EVERY DRINKING FOUNTAIN, HYDRANT OR WASH ROOM IS A FILLING STATION. THINK ABOUT IT...WHY MESS WITH THE OTHER INFERIOR FUELS WHEN YOU CAN RUN YOUR CAR ON WATER.
LEO WELLS
Posted by: LEO WELLS | Mar 3, 2008 6:19:21 PM
GENTLEMEN, LADIES AND JOHN TAYLOR
ARE YOU AWARE THAT HENRY FORD MARKETED A MODEL "A" FORD AUTO OR A MODEL "T" fORD IN THE EATLY 1900'S THAT RAN ON HYDROGEN ELECTROLIZED RIGHT IN THE CARBORATOR RESIVOR TANK, USING A LEAD FROM IGNITION AND A GROUND, WITH WATER SUPPLIED FROM THE GAS (WATER) TANK WITH THE STANDARD FORD FUEL PUMP. IT WASN'T A SUCCESS BECAUSE IT WAS AHEAD OF IT'S TIME...12 VOLT SYSTEMS AND HIGH AMPERAGE ALTERNATORS WERE NOT AVAILABLE BACK THEN. BUT NOW YOU CAN GET ALTERNATORS WITH WHATEVER AMPERAGE OUT PUT YOU WISH. AND YOU CAN KICK THE VOLTAGE WHERE EVER YOU WANT IT WITH CONDENSERS. THINK ABOUT IT!!!! THERE IS MORE POTENTIAL IN USING WATER FOR FULE THAN ANY OF THE OTHER INFERIOR FULES IN USE TODAY.

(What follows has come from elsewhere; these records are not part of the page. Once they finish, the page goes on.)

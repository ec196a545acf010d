//! Rebalance selection state machine
//!
//! The operator builds a rebalance one step at a time: outgoing channel,
//! incoming channel, amount and an optional fee ceiling. Channel selection is
//! an explicit [`Selection`] so an incoming channel can never exist without an
//! outgoing one. Every transition either applies completely or is rejected
//! with the state left untouched.

use crate::node::{Channel, RebalanceRequest};
use serde::Serialize;

/// Reason a transition was refused
#[derive(thiserror::Error, Debug, Clone, Copy, PartialEq, Eq)]
pub enum Rejected {
    /// A rebalance is in flight
    #[error("a rebalance is in progress")]
    Blocked,
    /// The outgoing channel is already chosen
    #[error("an outgoing channel is already chosen")]
    OutgoingAlreadyChosen,
    /// The incoming channel needs an outgoing channel first
    #[error("choose an outgoing channel first")]
    OutgoingNotChosen,
    /// The incoming channel is already chosen
    #[error("an incoming channel is already chosen")]
    IncomingAlreadyChosen,
    /// Incoming and outgoing must be different channels
    #[error("the incoming channel must differ from the outgoing channel")]
    SameChannel,
    /// Outgoing, incoming and amount are not all set
    #[error("outgoing channel, incoming channel and amount are required")]
    NotReady,
}

/// Channels chosen so far
#[derive(Debug, Clone, Default, PartialEq, Eq)]
pub enum Selection {
    /// Nothing chosen
    #[default]
    Empty,
    /// Outgoing channel chosen
    OutgoingChosen {
        /// Channel liquidity leaves through
        outgoing: Channel,
    },
    /// Both channels chosen
    IncomingChosen {
        /// Channel liquidity leaves through
        outgoing: Channel,
        /// Channel liquidity comes back through
        incoming: Channel,
    },
}

/// Coarse state of an intent
#[derive(Debug, Clone, Copy, PartialEq, Eq, Serialize)]
#[serde(rename_all = "snake_case")]
pub enum IntentState {
    /// Nothing chosen
    Empty,
    /// Outgoing channel chosen
    OutgoingChosen,
    /// Both channels chosen, amount missing
    IncomingChosen,
    /// Both channels and an amount chosen
    Ready,
}

/// A complete rebalance, frozen when the intent is committed
#[derive(Debug, Clone, PartialEq, Eq)]
pub struct RebalanceOrder {
    /// Channel liquidity leaves through
    pub outgoing: Channel,
    /// Channel liquidity comes back through
    pub incoming: Channel,
    /// Amount in satoshis
    pub amount_sats: u64,
    /// Fee ceiling in satoshis; `None` searches all routes
    pub max_fee_sats: Option<u64>,
}

impl RebalanceOrder {
    /// Request for the node
    pub fn to_request(&self) -> RebalanceRequest {
        RebalanceRequest {
            outgoing_channel_id: self.outgoing.id.clone(),
            incoming_channel_id: self.incoming.id.clone(),
            amount_sats: self.amount_sats,
            max_fee_sats: self.max_fee_sats,
        }
    }
}

/// The operator's rebalance being built
#[derive(Debug, Clone, Default)]
pub struct RebalanceIntent {
    selection: Selection,
    amount: Option<u64>,
    max_fee: Option<u64>,
    blocked: bool,
}

impl RebalanceIntent {
    /// Create an empty intent
    pub fn new() -> Self {
        Self::default()
    }

    /// Coarse state
    pub fn state(&self) -> IntentState {
        match (&self.selection, self.amount) {
            (Selection::Empty, _) => IntentState::Empty,
            (Selection::OutgoingChosen { .. }, _) => IntentState::OutgoingChosen,
            (Selection::IncomingChosen { .. }, None) => IntentState::IncomingChosen,
            (Selection::IncomingChosen { .. }, Some(_)) => IntentState::Ready,
        }
    }

    /// Current channel selection
    pub fn selection(&self) -> &Selection {
        &self.selection
    }

    /// Chosen outgoing channel
    pub fn outgoing(&self) -> Option<&Channel> {
        match &self.selection {
            Selection::Empty => None,
            Selection::OutgoingChosen { outgoing } | Selection::IncomingChosen { outgoing, .. } => {
                Some(outgoing)
            }
        }
    }

    /// Chosen incoming channel
    pub fn incoming(&self) -> Option<&Channel> {
        match &self.selection {
            Selection::IncomingChosen { incoming, .. } => Some(incoming),
            _ => None,
        }
    }

    /// Amount in satoshis
    pub fn amount(&self) -> Option<u64> {
        self.amount
    }

    /// Fee ceiling in satoshis
    pub fn max_fee(&self) -> Option<u64> {
        self.max_fee
    }

    /// Whether a committed rebalance is in flight
    pub fn is_blocked(&self) -> bool {
        self.blocked
    }

    fn ensure_unblocked(&self) -> Result<(), Rejected> {
        if self.blocked {
            Err(Rejected::Blocked)
        } else {
            Ok(())
        }
    }

    /// Choose the channel liquidity leaves through
    pub fn choose_outgoing(&mut self, channel: Channel) -> Result<(), Rejected> {
        self.ensure_unblocked()?;
        match self.selection {
            Selection::Empty => {
                self.selection = Selection::OutgoingChosen { outgoing: channel };
                Ok(())
            }
            _ => Err(Rejected::OutgoingAlreadyChosen),
        }
    }

    /// Choose the channel liquidity comes back through
    pub fn choose_incoming(&mut self, channel: Channel) -> Result<(), Rejected> {
        self.ensure_unblocked()?;
        match &self.selection {
            Selection::Empty => Err(Rejected::OutgoingNotChosen),
            Selection::IncomingChosen { .. } => Err(Rejected::IncomingAlreadyChosen),
            Selection::OutgoingChosen { outgoing } if outgoing.id == channel.id => {
                Err(Rejected::SameChannel)
            }
            Selection::OutgoingChosen { outgoing } => {
                self.selection = Selection::IncomingChosen {
                    outgoing: outgoing.clone(),
                    incoming: channel,
                };
                Ok(())
            }
        }
    }

    /// Set the amount; zero counts as unset
    pub fn set_amount(&mut self, amount: Option<u64>) -> Result<(), Rejected> {
        self.ensure_unblocked()?;
        self.amount = amount.filter(|a| *a > 0);
        Ok(())
    }

    /// Set the fee ceiling; `Some(0)` and `None` are distinct
    pub fn set_max_fee(&mut self, max_fee: Option<u64>) -> Result<(), Rejected> {
        self.ensure_unblocked()?;
        self.max_fee = max_fee;
        Ok(())
    }

    /// Clear the outgoing channel, which also clears the incoming one
    pub fn reset_outgoing(&mut self) -> Result<(), Rejected> {
        self.ensure_unblocked()?;
        self.selection = Selection::Empty;
        Ok(())
    }

    /// Clear the incoming channel only
    pub fn reset_incoming(&mut self) -> Result<(), Rejected> {
        self.ensure_unblocked()?;
        if let Selection::IncomingChosen { outgoing, .. } = &self.selection {
            self.selection = Selection::OutgoingChosen {
                outgoing: outgoing.clone(),
            };
        }
        Ok(())
    }

    /// Clear everything and unblock
    pub fn reset_all(&mut self) {
        *self = Self::default();
    }

    /// Freeze a ready intent into an order and block further changes
    pub fn commit(&mut self) -> Result<RebalanceOrder, Rejected> {
        self.ensure_unblocked()?;
        let (outgoing, incoming, amount) = match (&self.selection, self.amount) {
            (Selection::IncomingChosen { outgoing, incoming }, Some(amount)) => {
                (outgoing.clone(), incoming.clone(), amount)
            }
            _ => return Err(Rejected::NotReady),
        };

        self.blocked = true;
        Ok(RebalanceOrder {
            outgoing,
            incoming,
            amount_sats: amount,
            max_fee_sats: self.max_fee,
        })
    }
}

WHY ARE YOU RELUCTANT TO TO CONSIDER THE BEST REPLACEMENT FOR OIL BAISED FUEL THERE IS WHEN WATER HAS ALREADY BEEN PROVEN TO BE A FUEL WITH MORE BTU'S THAN GASOLINE AND AT A MEGER FRACTION OF THE COST OF GASOLINE.
LEO WELLS
Posted by: LEO WELLS | Mar 3, 2008 6:46:47 PM
Leo,
If there is all this electricity in a car to electrolyze water, then why not just apply it to an electric motor?
Posted by: jim | Mar 4, 2008 6:42:12 AM
any data about a membrane selector particularly diatomic????????????????????????????????